Task to complete
Each line with the string "components" is to be copied from the records below.

[Dataset records]
----------

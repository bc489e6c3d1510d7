// Word wrapping by terminal display width

use unicode_width::{UnicodeWidthChar, UnicodeWidthStr};

/// Greedy word wrap. Words longer than `width` are split at character
/// boundaries. Whitespace runs collapse to a single space.
pub fn wrap(text: &str, width: usize) -> Vec<String> {
    let width = width.max(1);
    let mut lines = Vec::new();
    let mut current = String::new();
    let mut current_width = 0;

    for word in text.split_whitespace() {
        let word_width = word.width();

        if word_width > width {
            if !current.is_empty() {
                lines.push(std::mem::take(&mut current));
            }
            let mut chunks = split_by_width(word, width);
            // Last chunk stays open so following words can join it
            let tail = chunks.pop().unwrap_or_default();
            lines.extend(chunks);
            current_width = tail.width();
            current = tail;
            continue;
        }

        let needed = if current.is_empty() {
            word_width
        } else {
            current_width + 1 + word_width
        };

        if needed > width {
            lines.push(std::mem::replace(&mut current, word.to_string()));
            current_width = word_width;
        } else {
            if !current.is_empty() {
                current.push(' ');
            }
            current.push_str(word);
            current_width = needed;
        }
    }

    if !current.is_empty() {
        lines.push(current);
    }
    lines
}

fn split_by_width(word: &str, width: usize) -> Vec<String> {
    let mut chunks = Vec::new();
    let mut chunk = String::new();
    let mut chunk_width = 0;

    for c in word.chars() {
        let w = c.width().unwrap_or(0);
        if chunk_width + w > width && !chunk.is_empty() {
            chunks.push(std::mem::take(&mut chunk));
            chunk_width = 0;
        }
        chunk.push(c);
        chunk_width += w;
    }

    if !chunk.is_empty() {
        chunks.push(chunk);
    }
    chunks
}

/// Display width of a string
pub fn display_width(text: &str) -> usize {
    text.width()
}

#[cfg(test)]
mod tests {
    use super::*;

    #[test]
    fn wraps_at_word_boundaries() {
        let lines = wrap("the quick brown fox jumps over the lazy dog", 15);
        assert_eq!(lines, vec!["the quick brown", "fox jumps over", "the lazy dog"]);
    }

    #[test]
    fn never_exceeds_width() {
        let text = "Empowering women through skill development and entrepreneurship in \
                    fashion design, culinary arts, and sustainable agriculture.";
        for width in [1, 5, 12, 20, 33, 80] {
            for line in wrap(text, width) {
                assert!(line.width() <= width, "{line:?} wider than {width}");
            }
        }
    }

    #[test]
    fn splits_long_words() {
        let lines = wrap("abcdefghij xy", 4);
        assert_eq!(lines, vec!["abcd", "efgh", "ij", "xy"]);
    }

    #[test]
    fn long_word_tail_joins_next_word() {
        let lines = wrap("abcdefg hi", 5);
        assert_eq!(lines, vec!["abcde", "fg hi"]);
    }

    #[test]
    fn counts_wide_characters() {
        // Each ideograph occupies two columns
        let lines = wrap("日本語 テキスト", 6);
        assert_eq!(lines, vec!["日本語", "テキス", "ト"]);
    }

    #[test]
    fn empty_and_blank_input() {
        assert!(wrap("", 10).is_empty());
        assert!(wrap("   \n\t ", 10).is_empty());
    }
}
// Theme system for the TUI
//
// Provides color themes that can be switched at runtime with 't'.
// Page lines bake their styles in when built, so a theme switch rebuilds the
// document.

use ratatui::style::{Color, Modifier, Style};
use ratatui::widgets::BorderType;

/// Available themes
#[derive(Debug, Clone, Copy, PartialEq, Eq, Default)]
pub enum ThemeKind {
    #[default]
    Rose,
    Dark,
    Light,
    Nord,
    Terminal,
}

impl ThemeKind {
    /// Get all available themes
    pub fn all() -> &'static [ThemeKind] {
        &[
            ThemeKind::Rose,
            ThemeKind::Dark,
            ThemeKind::Light,
            ThemeKind::Nord,
            ThemeKind::Terminal,
        ]
    }

    /// Get the next theme in the cycle
    pub fn next(self) -> Self {
        let themes = Self::all();
        let current = themes.iter().position(|&t| t == self).unwrap_or(0);
        themes[(current + 1) % themes.len()]
    }

    /// Get display name
    pub fn name(&self) -> &'static str {
        match self {
            ThemeKind::Rose => "Rose",
            ThemeKind::Dark => "Dark",
            ThemeKind::Light => "Light",
            ThemeKind::Nord => "Nord",
            ThemeKind::Terminal => "Terminal",
        }
    }

    /// Look up a theme by display name (case-insensitive)
    pub fn from_name(name: &str) -> Option<Self> {
        Self::all()
            .iter()
            .copied()
            .find(|kind| kind.name().eq_ignore_ascii_case(name.trim()))
    }

    /// Get the theme configuration
    pub fn theme(&self) -> Theme {
        match self {
            ThemeKind::Rose => Theme::rose(),
            ThemeKind::Dark => Theme::dark(),
            ThemeKind::Light => Theme::light(),
            ThemeKind::Nord => Theme::nord(),
            ThemeKind::Terminal => Theme::terminal(),
        }
    }
}

/// Complete theme definition with all UI colors
#[derive(Debug, Clone)]
pub struct Theme {
    // Base colors
    pub background: Color,
    pub foreground: Color,
    pub muted: Color,
    pub border: Color,
    pub border_type: BorderType,

    // Brand colors
    pub primary: Color,
    pub accent: Color,
    pub heading: Color,
    pub link: Color,

    // Navigation
    pub nav_active_fg: Color,
    pub nav_active_bg: Color,

    // Focus (menu cursor, focused link)
    pub focus_fg: Color,
    pub focus_bg: Color,

    // Status line
    pub status_bar: Color,
    pub log_warn: Color,
    pub log_error: Color,
}

impl Default for Theme {
    fn default() -> Self {
        Self::rose()
    }
}

impl Theme {
    /// Warm rose palette (default)
    pub fn rose() -> Self {
        Self {
            background: Color::Rgb(30, 24, 28),
            foreground: Color::Rgb(240, 228, 232),
            muted: Color::Rgb(168, 150, 158),
            border: Color::Rgb(92, 72, 82),
            border_type: BorderType::Rounded,

            primary: Color::Rgb(219, 112, 147),  // Pale violet red
            accent: Color::Rgb(244, 164, 96),    // Sandy brown
            heading: Color::Rgb(255, 240, 245), // Lavender blush
            link: Color::Rgb(135, 206, 235),

            nav_active_fg: Color::Rgb(30, 24, 28),
            nav_active_bg: Color::Rgb(219, 112, 147),

            focus_fg: Color::Rgb(30, 24, 28),
            focus_bg: Color::Rgb(244, 164, 96),

            status_bar: Color::Rgb(168, 150, 158),
            log_warn: Color::Rgb(244, 164, 96),
            log_error: Color::Rgb(240, 80, 80),
        }
    }

    /// Dark theme
    pub fn dark() -> Self {
        Self {
            background: Color::Reset,
            foreground: Color::White,
            muted: Color::Gray,
            border: Color::DarkGray,
            border_type: BorderType::Plain,

            primary: Color::Cyan,
            accent: Color::Magenta,
            heading: Color::White,
            link: Color::LightBlue,

            nav_active_fg: Color::Black,
            nav_active_bg: Color::Cyan,

            focus_fg: Color::Black,
            focus_bg: Color::Yellow,

            status_bar: Color::Green,
            log_warn: Color::Yellow,
            log_error: Color::Red,
        }
    }

    /// Light theme
    pub fn light() -> Self {
        Self {
            background: Color::White,
            foreground: Color::Black,
            muted: Color::DarkGray,
            border: Color::Gray,
            border_type: BorderType::Plain,

            primary: Color::Blue,
            accent: Color::Magenta,
            heading: Color::Black,
            link: Color::Blue,

            nav_active_fg: Color::White,
            nav_active_bg: Color::Blue,

            focus_fg: Color::Black,
            focus_bg: Color::LightYellow,

            status_bar: Color::DarkGray,
            log_warn: Color::Rgb(184, 134, 11), // Dark goldenrod
            log_error: Color::Red,
        }
    }

    /// Nord theme
    pub fn nord() -> Self {
        Self {
            background: Color::Rgb(46, 52, 64),
            foreground: Color::Rgb(236, 239, 244),
            muted: Color::Rgb(129, 161, 193),
            border: Color::Rgb(76, 86, 106),
            border_type: BorderType::Rounded,

            primary: Color::Rgb(136, 192, 208), // Frost
            accent: Color::Rgb(180, 142, 173),  // Purple
            heading: Color::Rgb(236, 239, 244),
            link: Color::Rgb(143, 188, 187),

            nav_active_fg: Color::Rgb(46, 52, 64),
            nav_active_bg: Color::Rgb(136, 192, 208),

            focus_fg: Color::Rgb(46, 52, 64),
            focus_bg: Color::Rgb(235, 203, 139), // Yellow

            status_bar: Color::Rgb(163, 190, 140), // Green
            log_warn: Color::Rgb(235, 203, 139),
            log_error: Color::Rgb(191, 97, 106),
        }
    }

    /// Terminal's own ANSI palette, no RGB
    pub fn terminal() -> Self {
        Self {
            background: Color::Reset,
            foreground: Color::Reset,
            muted: Color::DarkGray,
            border: Color::DarkGray,
            border_type: BorderType::Plain,

            primary: Color::Red,
            accent: Color::Yellow,
            heading: Color::Reset,
            link: Color::Blue,

            nav_active_fg: Color::Reset,
            nav_active_bg: Color::Red,

            focus_fg: Color::Reset,
            focus_bg: Color::Yellow,

            status_bar: Color::DarkGray,
            log_warn: Color::Yellow,
            log_error: Color::Red,
        }
    }

    // Helper methods for creating styles

    pub fn text_style(&self) -> Style {
        Style::default().fg(self.foreground)
    }

    pub fn muted_style(&self) -> Style {
        Style::default().fg(self.muted)
    }

    pub fn heading_style(&self) -> Style {
        Style::default()
            .fg(self.heading)
            .add_modifier(Modifier::BOLD)
    }

    pub fn primary_style(&self) -> Style {
        Style::default().fg(self.primary)
    }

    pub fn accent_style(&self) -> Style {
        Style::default().fg(self.accent).add_modifier(Modifier::BOLD)
    }

    pub fn link_style(&self) -> Style {
        Style::default()
            .fg(self.link)
            .add_modifier(Modifier::UNDERLINED)
    }

    pub fn border_style(&self) -> Style {
        Style::default().fg(self.border)
    }

    /// Highlighted navigation entry
    pub fn nav_active_style(&self) -> Style {
        Style::default()
            .fg(self.nav_active_fg)
            .bg(self.nav_active_bg)
            .add_modifier(Modifier::BOLD)
    }

    /// Menu cursor and focused link
    pub fn focus_style(&self) -> Style {
        Style::default()
            .fg(self.focus_fg)
            .bg(self.focus_bg)
            .add_modifier(Modifier::BOLD)
    }

    pub fn status_style(&self) -> Style {
        Style::default().fg(self.status_bar)
    }
}
//! Copyable trait for components that provide clipboard content

use super::Component;

/// Trait for components that can provide content for the clipboard
///
/// Link activation hands the URI to the system clipboard; the focused
/// component's `Copyable` implementation decides what that URI is.
pub trait Copyable: Component {
    /// Text for the clipboard, `None` when there is nothing to copy
    fn copy_text(&self) -> Option<String>;

    /// Short description of what will be copied (for toast messages)
    ///
    /// Default: uses component ID.
    fn copy_description(&self) -> String {
        format!("{:?}", self.id())
    }
}

/// Result of a copy operation
#[derive(Debug, Clone)]
pub enum CopyResult {
    /// Copied; carries what was copied for the toast
    Success(String),
    /// Nothing to copy (no focused link)
    Empty,
    /// Clipboard access failed
    Error(String),
}

impl CopyResult {
    pub fn success(description: impl Into<String>) -> Self {
        Self::Success(description.into())
    }

    /// Create an error result
    pub fn error(msg: impl Into<String>) -> Self {
        Self::Error(msg.into())
    }

    /// Get a toast message for this result
    pub fn toast_message(&self) -> String {
        match self {
            Self::Success(description) => format!("✓ Copied {}", description),
            Self::Empty => "Nothing to copy".to_string(),
            Self::Error(msg) => format!("✗ {}", msg),
        }
    }
}

#[cfg(test)]
mod tests {
    use super::*;

    #[test]
    fn toast_messages() {
        let ok = CopyResult::success("tel:9909242453");
        assert_eq!(ok.toast_message(), "✓ Copied tel:9909242453");

        assert_eq!(CopyResult::Empty.toast_message(), "Nothing to copy");

        let err = CopyResult::error("Clipboard unavailable");
        assert_eq!(err.toast_message(), "✗ Clipboard unavailable");
    }
}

----------

Answer space
//! Copyable trait for components that provide clipboard content
/// Trait for components that can provide content for the clipboard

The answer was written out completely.